Le contrôle selon la norme de la décision raisonnable s’intéresse au caractère raisonnable du résultat concret de la décision ainsi qu’au raisonnement qui l’a produit. Le raisonnement doit démontrer « la justification de la décision, […] la transparence et […] l’intelligibilité du processus décisionnel » (Dunsmuir c. Nouveau‑Brunswick, 2008 CSC 9, [2008] 1 R.C.S. 190, par. 47). Le résultat concret et les motifs, examinés ensemble, doivent servir à démontrer que le résultat appartient aux issues possibles (Newfoundland and Labrador Nurses’ Union c. Terre‑Nerre‑et‑Labrador (Conseil du Trésor), 2011 CSC 62, [2011] 3 R.C.S. 708, par. 14). Si l’insuffisance des motifs d’un tribunal administratif ne justifie pas à elle seule le contrôle judiciaire, il faut néanmoins que les motifs « expliquent de façon adéquate le fondement de sa décision » (Newfoundland Nurses, par. 18, citant Société canadienne des postes c. Alliance de la Fonction publique du Canada, 2010 CAF 56, [2011] 2 R.C.F. 221, par. 163 (le juge Evans, dissident), inf. par 2011 CSC 57, [2011] 3 R.C.S. 572).

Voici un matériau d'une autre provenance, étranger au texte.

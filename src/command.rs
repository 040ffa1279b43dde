use crate::state::ShellState;
use anyhow::Result;
use std::ffi::OsStr;
use std::io::Write;

/// Conventional process exit code type used by this crate.
///
/// A value of 0 indicates success; any non-zero value indicates failure.
pub type ExitCode = i32;

/// Object-safe trait for any command that can be dispatched by the shell.
///
/// This is implemented by built-ins via a blanket impl and by external commands.
pub trait ExecutableCommand {
    /// Executes the command, writing shell-side output to `stdout`.
    ///
    /// External programs inherit the process's own standard streams; `stdout` only
    /// receives what the shell itself prints.
    fn execute(self: Box<Self>, stdout: &mut dyn Write, state: &mut ShellState)
    -> Result<ExitCode>;
}

/// Factory that tries to create a command from a name and its arguments.
///
/// Returns `None` when the factory doesn't recognize the `name`.
pub trait CommandFactory {
    /// Attempt to create a command instance for the provided name and arguments.
    ///
    /// Tokens are raw bytes from the input line and need not be valid UTF-8.
    fn try_create(
        &self,
        state: &ShellState,
        name: &OsStr,
        args: &[&OsStr],
    ) -> Option<Box<dyn ExecutableCommand>>;
}
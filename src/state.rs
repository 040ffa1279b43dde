use crate::config::ShellConfig;
use crate::history::History;
use crate::pids::ProcessRegistry;

/// Everything the execution loop owns between prompts.
///
/// The state contains:
/// - `history`: recent command lines, recorded before each command runs.
/// - `pids`: ids of recently spawned children.
/// - `should_exit`: set by `exit`/`quit` so the loop stops after the current command.
#[derive(Debug, Clone)]
pub struct ShellState {
    pub history: History,
    pub pids: ProcessRegistry,
    pub should_exit: bool,
}

impl ShellState {
    pub fn new(config: &ShellConfig) -> Self {
        Self {
            history: History::new(config.history_capacity),
            pids: ProcessRegistry::new(config.pid_capacity),
            should_exit: false,
        }
    }
}

impl Default for ShellState {
    fn default() -> Self {
        Self::new(&ShellConfig::default())
    }
}
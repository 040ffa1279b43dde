//! `msh`, a minimal interactive command shell.
//!
//! Each line read from the user is history-expanded (`!n`), split on whitespace into at
//! most eleven tokens, recorded in a bounded history, and then either handled by a
//! built-in (`exit`/`quit`, `cd`, `history`, `listpids`) or run as an external program in
//! a forked child that the shell waits for. The ids of spawned children are kept in a
//! second bounded log.
//!
//! The main entry point is [`Interpreter`]. The public modules [`command`] and [`state`]
//! expose the traits and types needed to plug in your own commands.

mod builtin;
pub mod command;
pub mod config;
pub mod error;
mod external;
pub mod history;
pub mod input;
mod interpreter;
pub mod logging;
pub mod pids;
pub mod ring;
pub mod state;
pub mod tokenizer;

/// Just a convenient re-export of the interactive command runner.
///
/// See [`Interpreter`] for the high-level API and examples.
pub use interpreter::Interpreter;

[Non souligné dans l’original]

VI.  Le fait que M. Gray ait limité sa décision au grief initial est-il raisonnable?

Les observations du demandeur

[50]  M. Tudor Price soutient que M. Gray a commis une erreur en concluant que le défaut d’AAC de consentir à ce que le grief soit modifié était raisonnable.

[51]  Il soutient que les exigences officielles d’un grief ne sont pas d’ordre pratique et sont incompatibles avec la politique générale selon laquelle les griefs doivent être réglés de manière informelle et rapide. Il ajoute que son grief initial n’avait pas à être présenté sous une forme particulière et il se demande pourquoi AAC devrait maintenant se fonder sur des délais officiels. Il ajoute qu’il arrive souvent que les auteurs d’un grief affinent leur grief jusqu’au moment où celui-ci est tranché.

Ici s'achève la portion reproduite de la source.